■ **Work task**:
For each line of the data below, copy it if it holds the word "warn".

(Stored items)
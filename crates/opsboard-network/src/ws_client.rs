//! Socket.IO 푸시 채널 클라이언트.
//!
//! `PushChannel` 포트 구현. `tokio-tungstenite` 위에서 Engine.IO v4 텍스트 프레임을
//! 직접 해석하며, 연결이 끊기면 exponential backoff로 재연결한다.
//!
//! 처리하는 프레임:
//! - `0{...}` open → `40` (네임스페이스 연결) 전송
//! - `2` ping → `3` pong 응답
//! - `40` 연결 수립, `41` 연결 해제
//! - `42["event", data]` 이벤트

use async_trait::async_trait;
use futures::{SinkExt, StreamExt};
use opsboard_core::error::CoreError;
use opsboard_core::models::monitoring::MonitoringSnapshot;
use opsboard_core::ports::api_client::{PushChannel, PushEvent};
use serde_json::Value;
use std::time::Duration;
use tokio::sync::mpsc;
use tokio_tungstenite::tungstenite::Message;
use tracing::{debug, info, warn};

use crate::connectivity::SharedConnectivityManager;

const SOCKET_IO_PATH: &str = "/socket.io/?EIO=4&transport=websocket";

/// Engine.IO/Socket.IO 텍스트 프레임
#[derive(Debug, Clone, PartialEq)]
pub(crate) enum Frame {
    Open,
    Close,
    Ping,
    Connect,
    Disconnect,
    Event { name: String, data: Value },
    Other,
}

impl Frame {
    pub(crate) fn parse(text: &str) -> Frame {
        let mut chars = text.chars();
        match chars.next() {
            Some('0') => Frame::Open,
            Some('1') => Frame::Close,
            Some('2') => Frame::Ping,
            Some('4') => Self::parse_message(chars.as_str()),
            _ => Frame::Other,
        }
    }

    /// Engine.IO message 페이로드 (Socket.IO 패킷)
    fn parse_message(packet: &str) -> Frame {
        let mut chars = packet.chars();
        match chars.next() {
            Some('0') => Frame::Connect,
            Some('1') => Frame::Disconnect,
            Some('2') => Self::parse_event(chars.as_str()),
            _ => Frame::Other,
        }
    }

    /// `[/namespace,][ack_id]["name", data]`
    fn parse_event(body: &str) -> Frame {
        let Some(start) = body.find('[') else {
            return Frame::Other;
        };
        let args: Vec<Value> = match serde_json::from_str(&body[start..]) {
            Ok(args) => args,
            Err(e) => {
                warn!("Socket.IO 이벤트 파싱 실패: {e}");
                return Frame::Other;
            }
        };
        let mut args = args.into_iter();
        match args.next() {
            Some(Value::String(name)) => Frame::Event {
                name,
                data: args.next().unwrap_or(Value::Null),
            },
            _ => Frame::Other,
        }
    }
}

/// 세션 종료 사유
enum SessionEnd {
    /// 수신 채널이 닫힘: 재연결하지 않는다
    ReceiverClosed,
    /// 서버/전송 계층이 연결을 끊음
    Dropped { was_connected: bool },
}

/// Socket.IO 푸시 클라이언트
pub struct SocketIoPushClient {
    base_url: String,
    max_retry_secs: u64,
    connectivity: Option<SharedConnectivityManager>,
}

impl SocketIoPushClient {
    pub fn new(base_url: &str, max_retry_secs: u64) -> Self {
        Self {
            base_url: base_url.trim_end_matches('/').to_string(),
            max_retry_secs: max_retry_secs.max(1),
            connectivity: None,
        }
    }

    /// 연결/끊김을 연결 상태 관리자에 기록
    pub fn with_connectivity(mut self, connectivity: SharedConnectivityManager) -> Self {
        self.connectivity = Some(connectivity);
        self
    }

    /// `http(s)://host` → `ws(s)://host/socket.io/?EIO=4&transport=websocket`
    pub fn socket_url(&self) -> Result<String, CoreError> {
        let parsed = url::Url::parse(&self.base_url)
            .map_err(|e| CoreError::Config(format!("잘못된 서버 주소: {}: {e}", self.base_url)))?;
        let ws_base = match parsed.scheme() {
            "http" => self.base_url.replacen("http://", "ws://", 1),
            "https" => self.base_url.replacen("https://", "wss://", 1),
            "ws" | "wss" => self.base_url.clone(),
            other => {
                return Err(CoreError::Config(format!(
                    "지원하지 않는 스킴: {other}"
                )))
            }
        };
        Ok(format!("{ws_base}{SOCKET_IO_PATH}"))
    }

    /// Socket.IO 이벤트를 `PushEvent`로 변환
    pub(crate) fn parse_event(name: &str, data: Value) -> Option<PushEvent> {
        match name {
            "monitoring_update" => match serde_json::from_value::<MonitoringSnapshot>(data) {
                Ok(snapshot) => Some(PushEvent::MonitoringUpdate(Box::new(snapshot))),
                Err(e) => {
                    warn!("monitoring_update 페이로드 파싱 실패: {e}");
                    None
                }
            },
            "event_created" => Some(PushEvent::EventCreated(data)),
            "event_updated" => Some(PushEvent::EventUpdated(data)),
            "event_deleted" => {
                let id = data
                    .get("id")
                    .and_then(Value::as_str)
                    .unwrap_or_default()
                    .to_string();
                Some(PushEvent::EventDeleted { id })
            }
            _ => {
                debug!("알 수 없는 Socket.IO 이벤트: {name}");
                None
            }
        }
    }

    /// 한 번의 WebSocket 세션
    async fn run_session(
        &self,
        url: &str,
        tx: &mpsc::Sender<PushEvent>,
        retry_delay: &mut u64,
    ) -> Result<SessionEnd, CoreError> {
        let (ws_stream, _) = tokio_tungstenite::connect_async(url)
            .await
            .map_err(|e| CoreError::PushChannel(format!("WebSocket 연결 실패: {e}")))?;
        let (mut write, mut read) = ws_stream.split();
        let mut connected = false;

        while let Some(msg) = read.next().await {
            let text = match msg {
                Ok(Message::Text(text)) => text,
                Ok(Message::Close(_)) => break,
                Ok(_) => continue,
                Err(e) => {
                    warn!("WebSocket 수신 에러: {e}");
                    break;
                }
            };

            let reply = match Frame::parse(&text) {
                Frame::Open => Some("40"),
                Frame::Ping => Some("3"),
                Frame::Connect => {
                    connected = true;
                    *retry_delay = 1;
                    if let Some(c) = &self.connectivity {
                        c.record_success();
                    }
                    info!("푸시 채널 연결됨");
                    if tx.send(PushEvent::Connected).await.is_err() {
                        return Ok(SessionEnd::ReceiverClosed);
                    }
                    None
                }
                Frame::Event { name, data } => {
                    if let Some(event) = Self::parse_event(&name, data) {
                        if tx.send(event).await.is_err() {
                            return Ok(SessionEnd::ReceiverClosed);
                        }
                    }
                    None
                }
                Frame::Close | Frame::Disconnect => break,
                Frame::Other => None,
            };

            if let Some(reply) = reply {
                write
                    .send(Message::text(reply.to_string()))
                    .await
                    .map_err(|e| CoreError::PushChannel(format!("WebSocket 전송 실패: {e}")))?;
            }
        }

        Ok(SessionEnd::Dropped {
            was_connected: connected,
        })
    }
}

#[async_trait]
impl PushChannel for SocketIoPushClient {
    async fn connect(&self, tx: mpsc::Sender<PushEvent>) -> Result<(), CoreError> {
        let url = self.socket_url()?;
        info!("푸시 채널 연결 시작: {url}");

        let mut retry_delay = 1u64;

        loop {
            match self.run_session(&url, &tx, &mut retry_delay).await {
                Ok(SessionEnd::ReceiverClosed) => {
                    info!("푸시 이벤트 채널 닫힘, 연결 종료");
                    return Ok(());
                }
                Ok(SessionEnd::Dropped { was_connected }) => {
                    if was_connected {
                        if let Some(c) = &self.connectivity {
                            c.mark_disconnected();
                        }
                        if tx.send(PushEvent::Disconnected).await.is_err() {
                            return Ok(());
                        }
                    }
                }
                Err(e) => {
                    warn!("푸시 채널 에러: {e}");
                    if let Some(c) = &self.connectivity {
                        c.record_failure();
                    }
                }
            }

            if tx.is_closed() {
                return Ok(());
            }

            warn!("푸시 채널 재연결 대기: {retry_delay}초");
            tokio::time::sleep(Duration::from_secs(retry_delay)).await;
            retry_delay = (retry_delay * 2).min(self.max_retry_secs);
        }
    }
}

■ **Output of the task**:
use tracing::{debug, info, warn};
                warn!("Socket.IO 이벤트 파싱 실패: {e}");
                    warn!("monitoring_update 페이로드 파싱 실패: {e}");
                    warn!("WebSocket 수신 에러: {e}");
                    warn!("푸시 채널 에러: {e}");
            warn!("푸시 채널 재연결 대기: {retry_delay}초");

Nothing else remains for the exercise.